WHAT TO DO: From the entries below, copy exactly the lines from the one that contains "self.interceptor" through the one that contains "pub fn opaque(implementation: ImplementationType)", both included, and only those.

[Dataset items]
_____
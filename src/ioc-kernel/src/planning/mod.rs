//! Activation plans and the planner which builds and caches them.

pub mod descriptor;
mod planner;
mod strategies;

use std::fmt::{Debug, Display, Formatter, Result as FmtResult};
use std::sync::Arc;

use snafu::prelude::*;

use crate::behavior::LifecyclePolicy;
use crate::interception::{AdviceId, MethodId};
use crate::kernel::context::Context;
use crate::kernel::dependency::ArgumentResolver;
use crate::kernel::resolver::{ActivationError, Resolver};
use crate::kernel::Instance;
use crate::service::{ImplementationType, ServiceType};

pub use descriptor::{
    ArgumentError, ArgumentValues, BoxError, ConstructorDescriptor, DescriptorBuilder,
    DescriptorCatalog, Injectable, InterceptorMarker, LifecycleHooks, MemberDescriptor,
    MemberKind, TargetDescriptor, TypeDescriptor, TypeInspector,
};
pub use planner::Planner;
pub use strategies::{
    ConstructorSelectionStrategy, InterceptionPlanningStrategy, LifecyclePlanningStrategy,
    MemberPlanningStrategy,
};

use descriptor::{ConstructorFn, MemberFn};

/// Where an injection target is declared.
#[derive(Debug, Clone, Copy, PartialEq, Eq, Hash)]
pub enum TargetKind {
    Constructor,
    Property,
    Method,
    Field,
}

impl From<MemberKind> for TargetKind {
    fn from(kind: MemberKind) -> Self {
        match kind {
            MemberKind::Property => Self::Property,
            MemberKind::Method => Self::Method,
            MemberKind::Field => Self::Field,
        }
    }
}

/// An injection point: a constructor parameter, a property, a method
/// parameter or a field.
#[derive(Debug, Clone, PartialEq, Eq)]
pub struct Target {
    name: &'static str,
    service: ServiceType,
    optional: bool,
    member: Option<&'static str>,
    kind: TargetKind,
}

impl Target {
    pub fn new(name: &'static str, service: ServiceType, optional: bool) -> Self {
        Self {
            name,
            service,
            optional,
            member: None,
            kind: TargetKind::Constructor,
        }
    }

    pub fn in_member(mut self, member: &'static str, kind: TargetKind) -> Self {
        self.member = Some(member);
        self.kind = kind;
        self
    }

    pub fn name(&self) -> &'static str {
        self.name
    }

    pub fn service(&self) -> ServiceType {
        self.service
    }

    pub fn is_optional(&self) -> bool {
        self.optional
    }

    pub fn member(&self) -> Option<&'static str> {
        self.member
    }

    pub fn kind(&self) -> TargetKind {
        self.kind
    }
}

impl Display for Target {
    fn fmt(&self, f: &mut Formatter<'_>) -> FmtResult {
        let kind = match self.kind {
            TargetKind::Constructor | TargetKind::Method => "parameter",
            TargetKind::Property => "property",
            TargetKind::Field => "field",
        };
        write!(f, "{kind} `{}`", self.name)?;
        if let Some(member) = self.member {
            write!(f, " of `{member}`")?;
        }
        Ok(())
    }
}

/// A target together with the resolver that produces its value.
#[derive(Clone)]
pub struct Argument {
    target: Target,
    resolver: Arc<dyn ArgumentResolver>,
}

impl Argument {
    pub fn new(target: Target, resolver: Arc<dyn ArgumentResolver>) -> Self {
        Self { target, resolver }
    }

    pub fn target(&self) -> &Target {
        &self.target
    }

    pub fn resolve(
        &self,
        resolver: &dyn Resolver,
        context: &Arc<Context>,
    ) -> Result<Option<Instance>, ActivationError> {
        self.resolver.resolve(resolver, context, &self.target)
    }
}

impl Debug for Argument {
    fn fmt(&self, f: &mut Formatter<'_>) -> FmtResult {
        f.debug_struct("Argument")
            .field("target", &self.target)
            .finish_non_exhaustive()
    }
}

/// Resolves every argument in order and collects the values.
pub(crate) fn resolve_arguments(
    arguments: &[Argument],
    resolver: &dyn Resolver,
    context: &Arc<Context>,
) -> Result<ArgumentValues, ActivationError> {
    let mut values = ArgumentValues::new();
    for argument in arguments {
        let value = argument.resolve(resolver, context)?;
        values.push(argument.target().name(), value);
    }
    Ok(values)
}

#[derive(Clone)]
pub struct ConstructorDirective {
    name: &'static str,
    arguments: Vec<Argument>,
    invoke: ConstructorFn,
}

impl ConstructorDirective {
    pub(crate) fn new(name: &'static str, arguments: Vec<Argument>, invoke: ConstructorFn) -> Self {
        Self {
            name,
            arguments,
            invoke,
        }
    }

    pub fn name(&self) -> &'static str {
        self.name
    }

    pub fn arguments(&self) -> &[Argument] {
        &self.arguments
    }

    pub(crate) fn invoker(&self) -> &ConstructorFn {
        &self.invoke
    }
}

impl Debug for ConstructorDirective {
    fn fmt(&self, f: &mut Formatter<'_>) -> FmtResult {
        f.debug_struct("ConstructorDirective")
            .field("name", &self.name)
            .field("arguments", &self.arguments)
            .finish_non_exhaustive()
    }
}

#[derive(Clone)]
pub struct MemberDirective {
    kind: MemberKind,
    name: &'static str,
    arguments: Vec<Argument>,
    inject: MemberFn,
}

impl MemberDirective {
    pub(crate) fn new(
        kind: MemberKind,
        name: &'static str,
        arguments: Vec<Argument>,
        inject: MemberFn,
    ) -> Self {
        Self {
            kind,
            name,
            arguments,
            inject,
        }
    }

    pub fn kind(&self) -> MemberKind {
        self.kind
    }

    pub fn name(&self) -> &'static str {
        self.name
    }

    pub fn arguments(&self) -> &[Argument] {
        &self.arguments
    }

    pub(crate) fn injector(&self) -> &MemberFn {
        &self.inject
    }
}

impl Debug for MemberDirective {
    fn fmt(&self, f: &mut Formatter<'_>) -> FmtResult {
        f.debug_struct("MemberDirective")
            .field("kind", &self.kind)
            .field("name", &self.name)
            .field("arguments", &self.arguments)
            .finish_non_exhaustive()
    }
}

/// Static advice registered while planning, unregistered when the plan is
/// released.
#[derive(Debug, Clone, PartialEq, Eq)]
pub struct InterceptionDirective {
    method: MethodId,
    interceptor: &'static str,
    order: i32,
    advice: AdviceId,
}

impl InterceptionDirective {
    pub fn new(method: MethodId, interceptor: &'static str, order: i32, advice: AdviceId) -> Self {
        Self {
            method,
            interceptor,
            order,
            advice,
        }
    }

    pub fn method(&self) -> &MethodId {
        &self.method
    }

    pub fn interceptor(&self) -> &'static str {
        self.interceptor
    }

    pub fn order(&self) -> i32 {
        self.order
    }

    pub fn advice(&self) -> AdviceId {
        self.advice
    }
}

/// How to construct and wire an object of one implementation type.
///
/// A plan is filled in by the planning strategies and becomes immutable once
/// the planner caches it.
#[derive(Debug, Clone)]
pub struct ActivationPlan {
    implementation: ImplementationType,
    descriptor: Arc<TypeDescriptor>,
    constructor: Option<ConstructorDirective>,
    members: Vec<MemberDirective>,
    lifecycle: Option<LifecyclePolicy>,
    hooks: LifecycleHooks,
    interception: Vec<InterceptionDirective>,
}

impl ActivationPlan {
    pub fn new(descriptor: Arc<TypeDescriptor>) -> Self {
        Self {
            implementation: descriptor.implementation(),
            descriptor,
            constructor: None,
            members: Vec::new(),
            lifecycle: None,
            hooks: LifecycleHooks::default(),
            interception: Vec::new(),
        }
    }

    /// An empty plan for a type the kernel does not construct itself.
    pub fn opaque(implementation: ImplementationType) -> Self {
        Self::new(Arc::new(TypeDescriptor::opaque(implementation)))
    }

    pub fn implementation(&self) -> ImplementationType {
        self.implementation
    }

    pub fn descriptor(&self) -> &TypeDescriptor {
        &self.descriptor
    }

    pub fn constructor(&self) -> Option<&ConstructorDirective> {
        self.constructor.as_ref()
    }

    pub fn set_constructor(&mut self, constructor: ConstructorDirective) {
        self.constructor = Some(constructor);
    }

    pub fn members(&self) -> &[MemberDirective] {
        &self.members
    }

    pub fn members_of(&self, kind: MemberKind) -> impl Iterator<Item = &MemberDirective> {
        self.members.iter().filter(move |member| member.kind == kind)
    }

    pub fn add_member(&mut self, member: MemberDirective) {
        self.members.push(member);
    }

    pub fn lifecycle(&self) -> Option<&LifecyclePolicy> {
        self.lifecycle.as_ref()
    }

    pub fn set_lifecycle(&mut self, lifecycle: LifecyclePolicy) {
        self.lifecycle = Some(lifecycle);
    }

    pub fn hooks(&self) -> &LifecycleHooks {
        &self.hooks
    }

    pub fn set_hooks(&mut self, hooks: LifecycleHooks) {
        self.hooks = hooks;
    }

    pub fn interception(&self) -> &[InterceptionDirective] {
        &self.interception
    }

    pub fn add_interception(&mut self, directive: InterceptionDirective) {
        self.interception.push(directive);
    }

    pub fn has_interception(&self) -> bool {
        !self.interception.is_empty()
    }
}

/// One step of plan construction.
///
/// Strategies run in registration order. `release` is called with the same
/// plan when it is evicted from the cache, or when a later strategy failed
/// to build it.
#[cfg_attr(test, mockall::automock)]
pub trait PlanningStrategy: Send + Sync + 'static {
    fn execute(&self, plan: &mut ActivationPlan) -> Result<(), PlanningError>;

    fn release(&self, _plan: &ActivationPlan) {}
}

#[derive(Debug, Clone, Snafu)]
#[non_exhaustive]
pub enum PlanningError {
    #[snafu(display("{implementation} has {count} constructors marked for injection"))]
    #[non_exhaustive]
    AmbiguousConstructor {
        implementation: ImplementationType,
        count: usize,
    },
    #[snafu(display("{implementation} has no constructor to inject through"))]
    #[non_exhaustive]
    NoConstructor { implementation: ImplementationType },
    #[snafu(display("{implementation} refers to interceptor `{name}` which is not registered"))]
    #[non_exhaustive]
    UnknownInterceptor {
        implementation: ImplementationType,
        name: &'static str,
    },
}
_____
RESULT OF THIS EXERCISE:
        self.interceptor
    }

    pub fn order(&self) -> i32 {
        self.order
    }

    pub fn advice(&self) -> AdviceId {
        self.advice
    }
}

/// How to construct and wire an object of one implementation type.
///
/// A plan is filled in by the planning strategies and becomes immutable once
/// the planner caches it.
#[derive(Debug, Clone)]
pub struct ActivationPlan {
    implementation: ImplementationType,
    descriptor: Arc<TypeDescriptor>,
    constructor: Option<ConstructorDirective>,
    members: Vec<MemberDirective>,
    lifecycle: Option<LifecyclePolicy>,
    hooks: LifecycleHooks,
    interception: Vec<InterceptionDirective>,
}

impl ActivationPlan {
    pub fn new(descriptor: Arc<TypeDescriptor>) -> Self {
        Self {
            implementation: descriptor.implementation(),
            descriptor,
            constructor: None,
            members: Vec::new(),
            lifecycle: None,
            hooks: LifecycleHooks::default(),
            interception: Vec::new(),
        }
    }

    /// An empty plan for a type the kernel does not construct itself.
    pub fn opaque(implementation: ImplementationType) -> Self {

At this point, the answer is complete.